I recently spoke to a group of US billionaires. Virtually everyone in the room was the beneficiary of a third, fourth or even fifth generation family business. One fellow in particular, a wise old guy, told me that his family shareholder agreement made family harmony mandatory. Mandatory happiness – his wry smile told me everything.

At the center of the greatest family wars are almost always great family businesses. The unraveling of wealth and relationships begins when the founder, or at the very least, the controlling shareholder, dies. This is when sibling rivalry often elevates itself to an Olympic sport.

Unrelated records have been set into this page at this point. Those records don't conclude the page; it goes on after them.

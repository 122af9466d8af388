/// Btco Anchor - Progressive Trust-Layer Anchoring
///
/// A Rust implementation of progressive trust anchoring for digital assets:
/// identifiers start on an ephemeral local layer (`did:peer`), can move to a
/// web-verifiable hosted layer (`did:webvh`), and end on an immutable
/// Bitcoin-ordinal-anchored layer (`did:btco`). The crate provides the
/// resolver for anchored identifiers, the resumable layer-migration state
/// machine, checkpoint persistence, and the resilience primitives that gate
/// every external call.

pub mod checkpoint;
pub mod did;
pub mod error;
pub mod jobs;
pub mod migration;
pub mod provider;
pub mod resilience;

pub use checkpoint::{CheckpointStorage, MigrationCheckpoint, MigrationStep, StorageAdapter};
pub use did::{BtcoDid, BtcoDidResolver, DidDocument, ResolutionResult, TrustLayer};
pub use error::{AnchorError, AnchorResult};
pub use migration::{Asset, AssetResource, LayerMigrationEngine, MigrationOutcome};
pub use provider::{AnchorProvider, AnchorReceipt, ResourceProvider};
pub use resilience::{CircuitBreaker, RateLimiter, RetryExecutor, RetryOptions};
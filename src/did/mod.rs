/// DID Layer Model and Syntax
///
/// Identifiers live on one of three trust layers, each with its own DID
/// method: ephemeral `did:peer` (local), web-verifiable `did:webvh` (hosted),
/// and ordinal-anchored `did:btco` (anchored). Only anchored identifiers are
/// resolvable by this crate; the other two methods are recognized for layer
/// classification and migration validation.

pub mod document;
pub mod resolver;

pub use document::{DidDocument, VerificationMethod};
pub use resolver::{
    error_codes, BtcoDidResolver, BtcoDidResolverConfig, InscriptionRecord, ResolutionMetadata,
    ResolutionResult,
};

use crate::error::{AnchorError, AnchorResult};
use serde::{Deserialize, Serialize};

/// Method prefix for anchored identifiers
pub const BTCO_PREFIX: &str = "did:btco:";

/// Method prefix for local identifiers
pub const PEER_PREFIX: &str = "did:peer:";

/// Method prefix for hosted identifiers
pub const WEBVH_PREFIX: &str = "did:webvh:";

/// Largest valid satoshi ordinal (total supply minus one)
pub const MAX_SAT_NUMBER: u64 = 2_099_999_997_689_999;

/// In-content marker that deactivates an anchored identifier. Must appear
/// immediately after the DID string in the inscription content.
pub const DEACTIVATION_SIGIL: &str = "\u{1F525}";

/// Trust layer of an identifier
#[derive(Debug, Clone, Copy, PartialEq, Eq, Hash, Serialize, Deserialize)]
#[serde(rename_all = "lowercase")]
pub enum TrustLayer {
    /// Ephemeral, private to its creator
    Local,
    /// Published on a web host, verifiable but mutable
    Hosted,
    /// Inscribed on a satoshi, immutable
    Anchored,
}

impl TrustLayer {
    /// Classify a DID string by its method prefix
    pub fn of_did(did: &str) -> Option<TrustLayer> {
        if did.starts_with(PEER_PREFIX) {
            Some(TrustLayer::Local)
        } else if did.starts_with(WEBVH_PREFIX) {
            Some(TrustLayer::Hosted)
        } else if did.starts_with(BTCO_PREFIX) {
            Some(TrustLayer::Anchored)
        } else {
            None
        }
    }

    /// Whether assets on this layer may migrate to `target`.
    ///
    /// Migrations only move toward stronger layers, and the anchored layer is
    /// a terminal sink: once on-chain, an asset never moves again.
    pub fn can_migrate_to(self, target: TrustLayer) -> bool {
        matches!(
            (self, target),
            (TrustLayer::Local, TrustLayer::Hosted)
                | (TrustLayer::Local, TrustLayer::Anchored)
                | (TrustLayer::Hosted, TrustLayer::Anchored)
        )
    }
}

impl std::fmt::Display for TrustLayer {
    fn fmt(&self, f: &mut std::fmt::Formatter<'_>) -> std::fmt::Result {
        let name = match self {
            TrustLayer::Local => "local",
            TrustLayer::Hosted => "hosted",
            TrustLayer::Anchored => "anchored",
        };
        write!(f, "{}", name)
    }
}

/// A validated anchored identifier
#[derive(Debug, Clone, PartialEq, Eq, Hash)]
pub struct BtcoDid {
    sat: u64,
}

impl BtcoDid {
    /// Construct from a satoshi number
    pub fn from_sat(sat: u64) -> AnchorResult<Self> {
        if sat > MAX_SAT_NUMBER {
            return Err(AnchorError::Validation(format!(
                "satoshi {} exceeds the maximum ordinal {}",
                sat, MAX_SAT_NUMBER
            )));
        }
        Ok(Self { sat })
    }

    /// Parse a `did:btco:<sat>` string.
    ///
    /// The syntax is strict: the method prefix followed by decimal digits and
    /// nothing else. Path segments, queries, fragments, and extra components
    /// are rejected; an identifier with a trailing path is never a valid root
    /// identifier.
    pub fn parse(did: &str) -> AnchorResult<Self> {
        let suffix = did
            .strip_prefix(BTCO_PREFIX)
            .ok_or_else(|| AnchorError::Validation(format!("not a did:btco identifier: {}", did)))?;

        if suffix.is_empty() || !suffix.bytes().all(|b| b.is_ascii_digit()) {
            return Err(AnchorError::Validation(format!(
                "malformed did:btco identifier: {}",
                did
            )));
        }

        let sat: u64 = suffix.parse().map_err(|_| {
            AnchorError::Validation(format!("satoshi number out of range: {}", did))
        })?;

        Self::from_sat(sat)
    }

    /// The satoshi carrying this identifier's inscriptions
    pub fn sat(&self) -> u64 {
        self.sat
    }

    /// The canonical DID string
    pub fn did(&self) -> String {
        format!("{}{}", BTCO_PREFIX, self.sat)
    }

    /// The deactivation marker for this identifier: the DID immediately
    /// followed by the sigil
    pub fn deactivation_marker(&self) -> String {
        format!("{}{}", self.did(), DEACTIVATION_SIGIL)
    }
}

impl std::fmt::Display for BtcoDid {
    fn fmt(&self, f: &mut std::fmt::Formatter<'_>) -> std::fmt::Result {
        write!(f, "{}", self.did())
    }
}
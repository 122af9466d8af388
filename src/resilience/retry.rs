/// Retry with exponential backoff
use crate::error::{AnchorError, AnchorResult};
use crate::resilience::env_parse;
use rand::Rng;
use std::future::Future;
use std::time::Duration;
use tracing::{debug, warn};

/// Retry policy configuration
#[derive(Debug, Clone)]
pub struct RetryOptions {
    /// Additional attempts after the first failure. An operation with
    /// `max_retries = 3` is invoked at most 4 times. A value of 0 means the
    /// operation is never invoked at all and the call fails with an
    /// exhausted error; best-effort callers must ask for at least one try.
    pub max_retries: u32,
    /// Delay before the first retry
    pub initial_delay: Duration,
    /// Upper bound on any single delay
    pub max_delay: Duration,
    /// Multiplier applied to the delay after each failed attempt
    pub backoff_multiplier: f64,
    /// Fraction of the computed delay to randomize within (0.0 disables)
    pub jitter: f64,
    /// When true, the final error is wrapped as `RetriesExhausted` carrying
    /// the attempt count; when false the last error is returned unchanged.
    pub wrap_errors: bool,
}

impl Default for RetryOptions {
    fn default() -> Self {
        Self {
            max_retries: 3,
            initial_delay: Duration::from_millis(500),
            max_delay: Duration::from_secs(30),
            backoff_multiplier: 2.0,
            jitter: 0.1,
            wrap_errors: false,
        }
    }
}

impl RetryOptions {
    /// Load from environment variables
    pub fn from_env() -> Self {
        let defaults = Self::default();
        Self {
            max_retries: env_parse("RETRY_MAX_RETRIES", defaults.max_retries),
            initial_delay: Duration::from_millis(env_parse(
                "RETRY_INITIAL_DELAY_MS",
                defaults.initial_delay.as_millis() as u64,
            )),
            max_delay: Duration::from_millis(env_parse(
                "RETRY_MAX_DELAY_MS",
                defaults.max_delay.as_millis() as u64,
            )),
            backoff_multiplier: env_parse("RETRY_BACKOFF_MULTIPLIER", defaults.backoff_multiplier),
            jitter: env_parse("RETRY_JITTER", defaults.jitter),
            wrap_errors: env_parse("RETRY_WRAP_ERRORS", defaults.wrap_errors),
        }
    }

    /// Delay before retry attempt `n` (1-based): min(max, initial * mult^(n-1)),
    /// randomized within the jitter fraction.
    fn delay_for(&self, attempt: u32) -> Duration {
        let exponent = attempt.saturating_sub(1) as i32;
        let base = self.initial_delay.as_secs_f64() * self.backoff_multiplier.powi(exponent);
        let capped = base.min(self.max_delay.as_secs_f64());

        let jittered = if self.jitter > 0.0 {
            let spread = capped * self.jitter;
            let offset = rand::thread_rng().gen_range(-spread..=spread);
            (capped + offset).max(0.0)
        } else {
            capped
        };

        Duration::from_secs_f64(jittered)
    }
}

/// Executes operations under a retry policy
#[derive(Debug, Clone)]
pub struct RetryExecutor {
    options: RetryOptions,
}

impl RetryExecutor {
    pub fn new(options: RetryOptions) -> Self {
        Self { options }
    }

    pub fn options(&self) -> &RetryOptions {
        &self.options
    }

    /// Run an operation, retrying transient failures per the default
    /// classification (`AnchorError::is_transient`).
    pub async fn run<F, Fut, T>(&self, operation: F) -> AnchorResult<T>
    where
        F: FnMut() -> Fut,
        Fut: Future<Output = AnchorResult<T>>,
    {
        self.run_classified(operation, AnchorError::is_transient).await
    }

    /// Run an operation with a caller-supplied retriability predicate.
    ///
    /// A non-retriable error, or exhausting the retry budget, yields the last
    /// error unchanged unless `wrap_errors` is set.
    pub async fn run_classified<F, Fut, T, P>(
        &self,
        mut operation: F,
        retriable: P,
    ) -> AnchorResult<T>
    where
        F: FnMut() -> Fut,
        Fut: Future<Output = AnchorResult<T>>,
        P: Fn(&AnchorError) -> bool,
    {
        if self.options.max_retries == 0 {
            return Err(AnchorError::RetriesExhausted {
                attempts: 0,
                source: Box::new(AnchorError::Internal(
                    "retry budget is zero, operation was never attempted".to_string(),
                )),
            });
        }

        let max_attempts = self.options.max_retries + 1;
        let mut attempt = 0u32;

        loop {
            attempt += 1;
            match operation().await {
                Ok(value) => return Ok(value),
                Err(e) => {
                    if attempt >= max_attempts || !retriable(&e) {
                        if attempt >= max_attempts {
                            warn!("Operation failed after {} attempts: {}", attempt, e);
                        }
                        if self.options.wrap_errors {
                            return Err(AnchorError::RetriesExhausted {
                                attempts: attempt,
                                source: Box::new(e),
                            });
                        }
                        return Err(e);
                    }

                    let delay = self.options.delay_for(attempt);
                    debug!(
                        "Attempt {}/{} failed ({}), retrying in {:?}",
                        attempt, max_attempts, e, delay
                    );
                    tokio::time::sleep(delay).await;
                }
            }
        }
    }
}

#[cfg(test)]
mod tests {
    use super::*;
    use std::sync::atomic::{AtomicU32, Ordering};
    use std::sync::Arc;

    fn fast_options(max_retries: u32) -> RetryOptions {
        RetryOptions {
            max_retries,
            initial_delay: Duration::from_millis(1),
            max_delay: Duration::from_millis(5),
            backoff_multiplier: 2.0,
            jitter: 0.0,
            wrap_errors: false,
        }
    }

    #[tokio::test]
    async fn test_permanent_failure_invokes_max_plus_one_times() {
        let executor = RetryExecutor::new(fast_options(3));
        let calls = Arc::new(AtomicU32::new(0));

        let counted = Arc::clone(&calls);
        let result: AnchorResult<()> = executor
            .run_classified(
                move || {
                    let counted = Arc::clone(&counted);
                    async move {
                        counted.fetch_add(1, Ordering::SeqCst);
                        Err(AnchorError::Provider("rate limit".to_string()))
                    }
                },
                |_| true,
            )
            .await;

        assert_eq!(calls.load(Ordering::SeqCst), 4);
        // Original error is re-raised unchanged, not wrapped
        match result {
            Err(AnchorError::Provider(msg)) => assert_eq!(msg, "rate limit"),
            other => panic!("unexpected result: {:?}", other.err()),
        }
    }

    #[tokio::test]
    async fn test_succeeds_after_transient_failures() {
        let executor = RetryExecutor::new(fast_options(3));
        let calls = Arc::new(AtomicU32::new(0));

        let counted = Arc::clone(&calls);
        let result = executor
            .run(move || {
                let counted = Arc::clone(&counted);
                async move {
                    if counted.fetch_add(1, Ordering::SeqCst) < 2 {
                        Err(AnchorError::Provider("timeout".to_string()))
                    } else {
                        Ok(42u32)
                    }
                }
            })
            .await;

        assert_eq!(result.unwrap(), 42);
        assert_eq!(calls.load(Ordering::SeqCst), 3);
    }

    #[tokio::test]
    async fn test_non_retriable_error_fails_immediately() {
        let executor = RetryExecutor::new(fast_options(5));
        let calls = Arc::new(AtomicU32::new(0));

        let counted = Arc::clone(&calls);
        let result: AnchorResult<()> = executor
            .run(move || {
                let counted = Arc::clone(&counted);
                async move {
                    counted.fetch_add(1, Ordering::SeqCst);
                    Err(AnchorError::Validation("bad did".to_string()))
                }
            })
            .await;

        assert_eq!(calls.load(Ordering::SeqCst), 1);
        assert!(matches!(result, Err(AnchorError::Validation(_))));
    }

    #[tokio::test]
    async fn test_zero_retries_never_invokes() {
        let executor = RetryExecutor::new(fast_options(0));
        let calls = Arc::new(AtomicU32::new(0));

        let counted = Arc::clone(&calls);
        let result: AnchorResult<()> = executor
            .run(move || {
                let counted = Arc::clone(&counted);
                async move {
                    counted.fetch_add(1, Ordering::SeqCst);
                    Ok(())
                }
            })
            .await;

        assert_eq!(calls.load(Ordering::SeqCst), 0);
        match result {
            Err(AnchorError::RetriesExhausted { attempts, .. }) => assert_eq!(attempts, 0),
            other => panic!("unexpected result: {:?}", other.err()),
        }
    }

    #[tokio::test]
    async fn test_wrapped_error_carries_attempt_count_and_cause() {
        let mut options = fast_options(2);
        options.wrap_errors = true;
        let executor = RetryExecutor::new(options);

        let result: AnchorResult<()> = executor
            .run(|| async { Err(AnchorError::Provider("network down".to_string())) })
            .await;

        match result {
            Err(AnchorError::RetriesExhausted { attempts, source }) => {
                assert_eq!(attempts, 3);
                assert!(matches!(*source, AnchorError::Provider(_)));
            }
            other => panic!("unexpected result: {:?}", other.err()),
        }
    }

    #[test]
    fn test_delay_is_capped_at_max() {
        let options = RetryOptions {
            max_retries: 10,
            initial_delay: Duration::from_millis(100),
            max_delay: Duration::from_millis(250),
            backoff_multiplier: 10.0,
            jitter: 0.0,
            wrap_errors: false,
        };

        assert_eq!(options.delay_for(1), Duration::from_millis(100));
        assert_eq!(options.delay_for(2), Duration::from_millis(250));
        assert_eq!(options.delay_for(8), Duration::from_millis(250));
    }

    #[test]
    fn test_jitter_stays_within_fraction() {
        let options = RetryOptions {
            max_retries: 1,
            initial_delay: Duration::from_millis(100),
            max_delay: Duration::from_secs(1),
            backoff_multiplier: 1.0,
            jitter: 0.5,
            wrap_errors: false,
        };

        for _ in 0..100 {
            let delay = options.delay_for(1).as_secs_f64();
            assert!((0.05..=0.15).contains(&delay), "delay {} out of range", delay);
        }
    }
}
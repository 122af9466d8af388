/// Circuit breaker for degraded external providers
use crate::error::{AnchorError, AnchorResult};
use crate::resilience::env_parse;
use std::future::Future;
use std::sync::Arc;
use std::time::{Duration, Instant};
use tokio::sync::Mutex;
use tracing::{info, warn};

/// Configuration for the circuit breaker
#[derive(Debug, Clone)]
pub struct CircuitBreakerConfig {
    /// Consecutive failures (since the last success) before the circuit opens
    pub failure_threshold: u32,
    /// Consecutive successes required in half-open state to close the circuit
    pub success_threshold: u32,
    /// Cool-down period before a half-open probe is allowed
    pub recovery_timeout: Duration,
}

impl Default for CircuitBreakerConfig {
    fn default() -> Self {
        Self {
            failure_threshold: 5,
            success_threshold: 2,
            recovery_timeout: Duration::from_secs(30),
        }
    }
}

impl CircuitBreakerConfig {
    /// Load from environment variables
    pub fn from_env() -> Self {
        let defaults = Self::default();
        Self {
            failure_threshold: env_parse("BREAKER_FAILURE_THRESHOLD", defaults.failure_threshold),
            success_threshold: env_parse("BREAKER_SUCCESS_THRESHOLD", defaults.success_threshold),
            recovery_timeout: Duration::from_millis(env_parse(
                "BREAKER_RECOVERY_TIMEOUT_MS",
                defaults.recovery_timeout.as_millis() as u64,
            )),
        }
    }
}

/// Breaker state
#[derive(Debug, Clone, Copy, PartialEq, Eq)]
pub enum CircuitState {
    /// Normal operation
    Closed,
    /// Rejecting calls until the cool-down elapses
    Open,
    /// Probing whether the dependency recovered
    HalfOpen,
}

#[derive(Debug)]
struct BreakerInner {
    state: CircuitState,
    failure_count: u32,
    success_count: u32,
    opened_at: Option<Instant>,
}

/// Fail-fast guard around a repeatedly failing dependency.
///
/// Closed → Open after `failure_threshold` consecutive failures; Open →
/// HalfOpen once the cool-down elapses; HalfOpen → Closed after
/// `success_threshold` consecutive successes, and back to Open (with a fresh
/// cool-down) on any half-open failure. While open, calls are rejected with
/// `AnchorError::CircuitOpen` without invoking the operation.
#[derive(Debug, Clone)]
pub struct CircuitBreaker {
    config: CircuitBreakerConfig,
    inner: Arc<Mutex<BreakerInner>>,
}

impl CircuitBreaker {
    pub fn new(config: CircuitBreakerConfig) -> Self {
        Self {
            config,
            inner: Arc::new(Mutex::new(BreakerInner {
                state: CircuitState::Closed,
                failure_count: 0,
                success_count: 0,
                opened_at: None,
            })),
        }
    }

    /// Run an operation through the breaker
    pub async fn exec<F, Fut, T>(&self, operation: F) -> AnchorResult<T>
    where
        F: FnOnce() -> Fut,
        Fut: Future<Output = AnchorResult<T>>,
    {
        if !self.try_acquire().await {
            return Err(AnchorError::CircuitOpen(format!(
                "rejecting call for up to {:?} after repeated failures",
                self.config.recovery_timeout
            )));
        }

        match operation().await {
            Ok(value) => {
                self.record_success().await;
                Ok(value)
            }
            Err(e) => {
                self.record_failure().await;
                Err(e)
            }
        }
    }

    /// Current state (transitions Open → HalfOpen are applied lazily on the
    /// next call, so an expired cool-down still reads as Open here)
    pub async fn state(&self) -> CircuitState {
        self.inner.lock().await.state
    }

    /// Reset to the closed state, clearing all counters
    pub async fn reset(&self) {
        let mut inner = self.inner.lock().await;
        inner.state = CircuitState::Closed;
        inner.failure_count = 0;
        inner.success_count = 0;
        inner.opened_at = None;
    }

    async fn try_acquire(&self) -> bool {
        let mut inner = self.inner.lock().await;
        match inner.state {
            CircuitState::Closed | CircuitState::HalfOpen => true,
            CircuitState::Open => {
                let expired = inner
                    .opened_at
                    .map(|at| at.elapsed() >= self.config.recovery_timeout)
                    .unwrap_or(true);
                if expired {
                    info!("Circuit cool-down elapsed, allowing half-open probe");
                    inner.state = CircuitState::HalfOpen;
                    inner.success_count = 0;
                    true
                } else {
                    false
                }
            }
        }
    }

    async fn record_success(&self) {
        let mut inner = self.inner.lock().await;
        match inner.state {
            CircuitState::Closed => {
                inner.failure_count = 0;
            }
            CircuitState::HalfOpen => {
                inner.success_count += 1;
                if inner.success_count >= self.config.success_threshold {
                    info!("Circuit closed after successful half-open probes");
                    inner.state = CircuitState::Closed;
                    inner.failure_count = 0;
                    inner.success_count = 0;
                    inner.opened_at = None;
                }
            }
            CircuitState::Open => {
                // Unreachable while calls are blocked; ignore
            }
        }
    }

    async fn record_failure(&self) {
        let mut inner = self.inner.lock().await;
        match inner.state {
            CircuitState::Closed => {
                inner.failure_count = inner.failure_count.saturating_add(1);
                if inner.failure_count >= self.config.failure_threshold {
                    warn!(
                        "Circuit opened after {} consecutive failures",
                        inner.failure_count
                    );
                    inner.state = CircuitState::Open;
                    inner.success_count = 0;
                    inner.opened_at = Some(Instant::now());
                }
            }
            CircuitState::HalfOpen | CircuitState::Open => {
                warn!("Circuit re-opened after half-open probe failure");
                inner.state = CircuitState::Open;
                inner.success_count = 0;
                inner.opened_at = Some(Instant::now());
            }
        }
    }
}

#[cfg(test)]
mod tests {
    use super::*;
    use std::sync::atomic::{AtomicU32, Ordering};

    fn test_config(recovery_ms: u64) -> CircuitBreakerConfig {
        CircuitBreakerConfig {
            failure_threshold: 3,
            success_threshold: 2,
            recovery_timeout: Duration::from_millis(recovery_ms),
        }
    }

    async fn fail(breaker: &CircuitBreaker) -> AnchorResult<()> {
        breaker
            .exec(|| async { Err(AnchorError::Provider("unavailable".to_string())) })
            .await
    }

    async fn succeed(breaker: &CircuitBreaker) -> AnchorResult<()> {
        breaker.exec(|| async { Ok(()) }).await
    }

    #[tokio::test]
    async fn test_opens_after_failure_threshold() {
        let breaker = CircuitBreaker::new(test_config(10_000));

        for _ in 0..2 {
            let _ = fail(&breaker).await;
            assert_eq!(breaker.state().await, CircuitState::Closed);
        }
        let _ = fail(&breaker).await;
        assert_eq!(breaker.state().await, CircuitState::Open);
    }

    #[tokio::test]
    async fn test_open_rejects_without_invoking() {
        let breaker = CircuitBreaker::new(test_config(10_000));
        for _ in 0..3 {
            let _ = fail(&breaker).await;
        }

        let calls = AtomicU32::new(0);
        let result = breaker
            .exec(|| async {
                calls.fetch_add(1, Ordering::SeqCst);
                Ok(())
            })
            .await;

        assert!(matches!(result, Err(AnchorError::CircuitOpen(_))));
        assert_eq!(calls.load(Ordering::SeqCst), 0);
    }

    #[tokio::test]
    async fn test_success_resets_consecutive_failures() {
        let breaker = CircuitBreaker::new(test_config(10_000));

        let _ = fail(&breaker).await;
        let _ = fail(&breaker).await;
        succeed(&breaker).await.unwrap();
        let _ = fail(&breaker).await;
        let _ = fail(&breaker).await;

        // Never three in a row since the last success
        assert_eq!(breaker.state().await, CircuitState::Closed);
    }

    #[tokio::test]
    async fn test_half_open_closes_after_success_threshold() {
        let breaker = CircuitBreaker::new(test_config(20));
        for _ in 0..3 {
            let _ = fail(&breaker).await;
        }

        tokio::time::sleep(Duration::from_millis(30)).await;

        succeed(&breaker).await.unwrap();
        assert_eq!(breaker.state().await, CircuitState::HalfOpen);
        succeed(&breaker).await.unwrap();
        assert_eq!(breaker.state().await, CircuitState::Closed);
    }

    #[tokio::test]
    async fn test_half_open_failure_reopens() {
        let breaker = CircuitBreaker::new(test_config(20));
        for _ in 0..3 {
            let _ = fail(&breaker).await;
        }

        tokio::time::sleep(Duration::from_millis(30)).await;

        // The probe fails: straight back to open with a fresh cool-down
        let _ = fail(&breaker).await;
        assert_eq!(breaker.state().await, CircuitState::Open);

        let result = succeed(&breaker).await;
        assert!(matches!(result, Err(AnchorError::CircuitOpen(_))));
    }

    #[tokio::test]
    async fn test_reset_closes_circuit() {
        let breaker = CircuitBreaker::new(test_config(10_000));
        for _ in 0..3 {
            let _ = fail(&breaker).await;
        }
        assert_eq!(breaker.state().await, CircuitState::Open);

        breaker.reset().await;
        assert_eq!(breaker.state().await, CircuitState::Closed);
        succeed(&breaker).await.unwrap();
    }
}
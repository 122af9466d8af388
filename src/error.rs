/// Unified error types for the anchoring library
use thiserror::Error;

/// Main error type for anchoring, resolution, and migration operations
#[derive(Error, Debug)]
pub enum AnchorError {
    /// Validation errors (malformed DIDs, illegal layer transitions)
    #[error("Validation error: {0}")]
    Validation(String),

    /// Provider errors (ordinals indexer, inscription service)
    #[error("Provider error: {0}")]
    Provider(String),

    /// Storage adapter errors
    #[error("Storage error: {0}")]
    Storage(String),

    /// Migration errors
    #[error("Migration error: {0}")]
    Migration(String),

    /// Post-anchoring verification mismatch
    #[error("Verification failed: {0}")]
    Verification(String),

    /// The circuit breaker rejected the call without invoking the operation
    #[error("Circuit open: {0}")]
    CircuitOpen(String),

    /// Retry budget exhausted (only produced when the caller asked for
    /// wrapped errors, or when the budget was zero to begin with)
    #[error("Operation failed after {attempts} attempt(s): {source}")]
    RetriesExhausted {
        attempts: u32,
        #[source]
        source: Box<AnchorError>,
    },

    /// Not found errors
    #[error("Not found: {0}")]
    NotFound(String),

    /// Serialization errors
    #[error("Serialization error: {0}")]
    Serialization(#[from] serde_json::Error),

    /// HTTP errors from provider fetches
    #[error("HTTP error: {0}")]
    Http(#[from] reqwest::Error),

    /// IO errors
    #[error("IO error: {0}")]
    Io(#[from] std::io::Error),

    /// Internal errors
    #[error("Internal error: {0}")]
    Internal(String),
}

/// Result type alias for anchoring operations
pub type AnchorResult<T> = Result<T, AnchorError>;

/// Message fragments that mark an error as transient
const TRANSIENT_MARKERS: &[&str] = &[
    "rate limit",
    "too many requests",
    "quota exceeded",
    "timeout",
    "timed out",
    "network",
    "unavailable",
    "connection reset",
    "dns",
];

impl AnchorError {
    /// Default transient classification used by the retry executor.
    ///
    /// Validation, not-found, and verification errors are never retriable.
    /// An open circuit is never retriable either: the breaker exists to stop
    /// traffic, and a retry loop must respect that.
    pub fn is_transient(&self) -> bool {
        match self {
            AnchorError::Validation(_)
            | AnchorError::NotFound(_)
            | AnchorError::Verification(_)
            | AnchorError::Serialization(_)
            | AnchorError::CircuitOpen(_) => false,
            AnchorError::RetriesExhausted { source, .. } => source.is_transient(),
            AnchorError::Http(e) => e.is_timeout() || e.is_connect() || e.is_request(),
            AnchorError::Io(e) => matches!(
                e.kind(),
                std::io::ErrorKind::TimedOut
                    | std::io::ErrorKind::ConnectionReset
                    | std::io::ErrorKind::ConnectionRefused
                    | std::io::ErrorKind::Interrupted
            ),
            other => {
                let message = other.to_string().to_lowercase();
                TRANSIENT_MARKERS.iter().any(|m| message.contains(m))
            }
        }
    }
}

#[cfg(test)]
mod tests {
    use super::*;

    #[test]
    fn test_transient_by_message() {
        assert!(AnchorError::Provider("rate limit exceeded (429)".to_string()).is_transient());
        assert!(AnchorError::Provider("service unavailable (503)".to_string()).is_transient());
        assert!(AnchorError::Provider("request timed out".to_string()).is_transient());
        assert!(AnchorError::Storage("network partition".to_string()).is_transient());
        assert!(AnchorError::Internal("quota exceeded for key".to_string()).is_transient());
    }

    #[test]
    fn test_permanent_errors_not_transient() {
        assert!(!AnchorError::Validation("bad did".to_string()).is_transient());
        assert!(!AnchorError::NotFound("sat 42".to_string()).is_transient());
        assert!(!AnchorError::Verification("document mismatch".to_string()).is_transient());
        assert!(!AnchorError::Provider("inscription reveal rejected".to_string()).is_transient());
    }

    #[test]
    fn test_circuit_open_never_transient() {
        // Even though the message mentions a timeout, an open circuit must
        // stop the retry loop.
        assert!(!AnchorError::CircuitOpen("cooling down after timeout".to_string()).is_transient());
    }

    #[test]
    fn test_wrapped_error_classifies_by_cause() {
        let wrapped = AnchorError::RetriesExhausted {
            attempts: 3,
            source: Box::new(AnchorError::Provider("rate limit".to_string())),
        };
        assert!(wrapped.is_transient());
    }
}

The average guy in the street is at a loss to understand how wealthy and über-wealthy families manage to mangle their businesses when they seem to have so much going for them. Surely good planning implemented by top-notch lawyers, clever accountants, clairvoyant financial planners and award-winning psychotherapists should keep wealth protected.

The answer is that successful business owners are often themselves the glue that keeps the family together. They use the power of their will (that would be the paper will) and the subtle threat of disinheritance to drive family harmony.

And so when the controlling shareholder of a business dies, the gloves come off. All that suppressed anger, the regret and the sense of entitlement gush to the surface. Family patriarchs and matriarchs, who have used their fiduciary powers to control other family members in an unhealthy way, pave the way for litigation.

Where there is oppressive one-way control in a family there is seldom conversation. There may be lots of talking, but little true conversation, trust or respect.

The Waxmans: heavyweight champions of the family business meltdown

There have been bigger family fortunes squandered over sibling rivalry than that of the Waxmans, there just aren’t too many where emotion eclipses rational behavior in such a calamitous way.

This is a story that pitted two brothers and their families against each other in a war that culminated in the courts in 2002. Underlying this conflict, however, was more than money and personal enmity. There was a clash of personalities.

The story began in 1911 when Isaac Waxman arrived in Canada from his native Poland and started a scrap-metal business. The story ends with his two sons allegedly squandering more than $10 million in legal fees and more than 200 days battling in open court fighting over the business. One brother, Morris, emerged victorious, receiving damages from his brother exceeding $50 million. The loser is a family name forever synonymous with pathetic rage, vitriol and mean spiritedness.

Family: you can’t pick ’em. That’s what makes them so whacky

One of the great wonders of the world is how children can be born to the same parents, be raised in the same home and yet have profoundly different views of the world.

Parents who encourage risk taking, who insist on children finding their way in the world independent of family control, who talk openly about the importance of family trumping wealth, paradoxically protect their wealth.

Something in the Waxman home long ago set the stage for what transpired. Sadly, the Waxmans did leave a legacy – a chilling reminder that open court is a ghoulish place to practice family business succession planning.

Do you know a family business that’s about to become a full contact sport?